Saved data entries:
******************************

//! Turning a relationship check into an ordered warning list

use super::entry::{Record, Relationship, ValidationKey, ValidationResult, Warning};
use crate::sellers::model::SellerType;

const UNKNOWN_SELLER_TYPE: &str = "unknown";

/// Build the warnings for one cross-checked record
///
/// A missing sellers.json or an account id absent from it ends the list
/// immediately. Otherwise the remaining checks accumulate in a fixed order:
/// domain mismatch, not-publisher, seller id not unique, not-intermediary.
/// Only checks that are explicitly `No` produce a warning.
pub fn synthesize_warnings(
    record: &Record,
    result: &ValidationResult,
    publisher_domain: &str,
) -> Vec<Warning> {
    if result.has_seller_json.is_no() {
        return vec![Warning::new(ValidationKey::NoSellersJson).with_param("domain", &record.domain)];
    }

    let Some(relationship) = record.relationship else {
        return Vec::new();
    };

    let (account_found, account_missing_key) = match relationship {
        Relationship::Direct => (
            result.direct_account_id_in_sellers_json,
            ValidationKey::DirectAccountIdNotInSellersJson,
        ),
        Relationship::Reseller => (
            result.reseller_account_id_in_sellers_json,
            ValidationKey::ResellerAccountIdNotInSellersJson,
        ),
    };
    if account_found.is_no() {
        return vec![account_warning(account_missing_key, record)];
    }

    let seller = result.seller_data.as_ref();
    let seller_type = seller
        .and_then(|s| s.seller_type.as_deref())
        .map(str::trim)
        .filter(|t| !t.is_empty())
        .unwrap_or(UNKNOWN_SELLER_TYPE);
    let seller_domain = seller.and_then(|s| s.domain()).unwrap_or_default();

    let mut warnings = Vec::new();

    let domain_mismatch = match relationship {
        Relationship::Direct => result.direct_domain_matches_seller_json_entry.is_no(),
        Relationship::Reseller => {
            // intermediaries legitimately carry their own domain
            let acts_as_intermediary = matches!(
                seller.and_then(|s| s.parsed_type()),
                Some(SellerType::Intermediary | SellerType::Both)
            );
            result.reseller_domain_matches_seller_json_entry.is_no() && !acts_as_intermediary
        }
    };
    if domain_mismatch {
        warnings.push(
            account_warning(ValidationKey::DomainMismatch, record)
                .with_param("seller_domain", seller_domain)
                .with_param("publisher_domain", publisher_domain),
        );
    }

    if relationship == Relationship::Direct && result.direct_entry_has_publisher_type.is_no() {
        warnings.push(
            account_warning(ValidationKey::DirectNotPublisher, record)
                .with_param("seller_type", seller_type),
        );
    }

    let not_unique = match relationship {
        Relationship::Direct => result.direct_seller_id_is_unique.is_no(),
        Relationship::Reseller => result.reseller_seller_id_is_unique.is_no(),
    };
    if not_unique {
        warnings.push(account_warning(ValidationKey::SellerIdNotUnique, record));
    }

    if relationship == Relationship::Reseller && result.reseller_entry_has_intermediary_type.is_no() {
        warnings.push(
            account_warning(ValidationKey::ResellerNotIntermediary, record)
                .with_param("seller_type", seller_type),
        );
    }

    warnings
}

fn account_warning(key: ValidationKey, record: &Record) -> Warning {
    Warning::new(key)
        .with_param("domain", &record.domain)
        .with_param("account_id", &record.account_id)
}
//! Report generation functionality

use anyhow::{Context, Result};
use serde::Serialize;
use std::collections::BTreeMap;
use std::fs::File;
use std::io::{BufWriter, Write};
use std::path::{Path, PathBuf};

use crate::core::entry::{Entry, ValidationKey};
use crate::reporting::messages::MessageProvider;
use crate::scanner::duplicate_detector::{find_duplicate_groups, DuplicateInfo};

/// Validation outcome for one ads.txt file
#[derive(Debug, Clone, Serialize)]
pub struct FileReport {
    pub path: PathBuf,
    pub publisher_domain: Option<String>,
    pub entries: Vec<Entry>,
}

/// Counts derived from a set of validated entries
#[derive(Debug, Clone, Default, PartialEq, Eq)]
pub struct ReportSummary {
    pub total_entries: usize,
    pub records: usize,
    pub variables: usize,
    pub invalid: usize,
    pub with_warnings: usize,
    pub warnings_by_key: BTreeMap<ValidationKey, usize>,
    pub duplicate_groups: Vec<DuplicateInfo>,
}

pub fn summarize(entries: &[Entry]) -> ReportSummary {
    let mut summary = ReportSummary {
        total_entries: entries.len(),
        duplicate_groups: find_duplicate_groups(entries),
        ..ReportSummary::default()
    };

    for entry in entries {
        match entry {
            Entry::Variable(_) => summary.variables += 1,
            Entry::Record(record) => {
                summary.records += 1;
                if !record.is_valid {
                    summary.invalid += 1;
                }
                if record.has_warning {
                    summary.with_warnings += 1;
                }
                for warning in &record.all_warnings {
                    *summary.warnings_by_key.entry(warning.key).or_insert(0) += 1;
                }
            }
        }
    }

    summary
}

/// Write a text report for validated files
///
/// # Arguments
/// * `output_path` - Path to output file
/// * `reports` - Per-file validation results
/// * `messages` - Renders validation keys into readable text
pub fn write_report(
    output_path: &Path,
    reports: &[FileReport],
    messages: &MessageProvider,
) -> Result<()> {
    let file = File::create(output_path)
        .with_context(|| format!("Failed to create report {}", output_path.display()))?;
    let mut out = BufWriter::new(file);

    let now = std::time::SystemTime::now();
    writeln!(out, "ads.txt Validation Report")?;
    writeln!(out, "=========================")?;
    writeln!(out, "Generated: {:?}", now)?;
    writeln!(out, "Files: {}", reports.len())?;
    writeln!(out)?;

    for report in reports {
        write_file_section(&mut out, report, messages)?;
    }

    out.flush()?;
    Ok(())
}

fn write_file_section(
    out: &mut impl Write,
    report: &FileReport,
    messages: &MessageProvider,
) -> Result<()> {
    let summary = summarize(&report.entries);

    writeln!(out, "File: {}", report.path.display())?;
    writeln!(out, "{}", "-".repeat(6 + report.path.display().to_string().len()))?;
    match &report.publisher_domain {
        Some(domain) => writeln!(out, "  Publisher domain: {}", domain)?,
        None => writeln!(out, "  Publisher domain: (not cross-checked)")?,
    }
    writeln!(out, "  Records: {}", summary.records)?;
    writeln!(out, "  Variables: {}", summary.variables)?;
    writeln!(out, "  Invalid records: {}", summary.invalid)?;
    writeln!(out, "  Records with warnings: {}", summary.with_warnings)?;

    if !summary.warnings_by_key.is_empty() {
        writeln!(out, "  Warnings by type:")?;
        for (key, count) in &summary.warnings_by_key {
            writeln!(out, "    {}: {}", key, count)?;
        }
    }
    writeln!(out)?;

    let mut entries: Vec<&Entry> = report.entries.iter().collect();
    entries.sort_by_key(|e| e.line_number());

    let invalid: Vec<_> = entries
        .iter()
        .filter_map(|e| e.as_record())
        .filter(|r| !r.is_valid)
        .collect();
    if !invalid.is_empty() {
        writeln!(out, "  Errors:")?;
        for record in invalid {
            let rendered = record
                .validation_key
                .map(|key| messages.format(key, &record.warning_params).message)
                .unwrap_or_default();
            writeln!(out, "    line {}: {} [{}]", record.line_number, rendered, record.raw_line.trim())?;
        }
        writeln!(out)?;
    }

    let warned: Vec<_> = entries
        .iter()
        .filter_map(|e| e.as_record())
        .filter(|r| r.is_valid && r.has_warning)
        .collect();
    if !warned.is_empty() {
        writeln!(out, "  Warnings:")?;
        for record in warned {
            for warning in &record.all_warnings {
                let rendered = messages.format_warning(warning);
                writeln!(
                    out,
                    "    line {} ({}): {}",
                    record.line_number, rendered.severity, rendered.message
                )?;
            }
        }
        writeln!(out)?;
    }

    if !summary.duplicate_groups.is_empty() {
        writeln!(out, "  Repeated records:")?;
        for (idx, dup) in summary.duplicate_groups.iter().enumerate() {
            let lines: Vec<String> = dup.line_numbers.iter().map(|n| n.to_string()).collect();
            writeln!(out, "    Group {} ({}): lines {}", idx + 1, dup.key, lines.join(", "))?;
        }
        writeln!(out)?;
    }

    Ok(())
}

/// Write validated entries as pretty-printed JSON
pub fn write_json_report(output_path: &Path, reports: &[FileReport]) -> Result<()> {
    let file = File::create(output_path)
        .with_context(|| format!("Failed to create report {}", output_path.display()))?;
    serde_json::to_writer_pretty(BufWriter::new(file), reports)
        .context("Failed to write JSON report")?;
    Ok(())
}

******************************

• **Exercise instructions**
In the entries above, identify each line that includes the string "FileReport", then copy it.

• **Task solution**
pub struct FileReport {
    reports: &[FileReport],
    report: &FileReport,
pub fn write_json_report(output_path: &Path, reports: &[FileReport]) -> Result<()> {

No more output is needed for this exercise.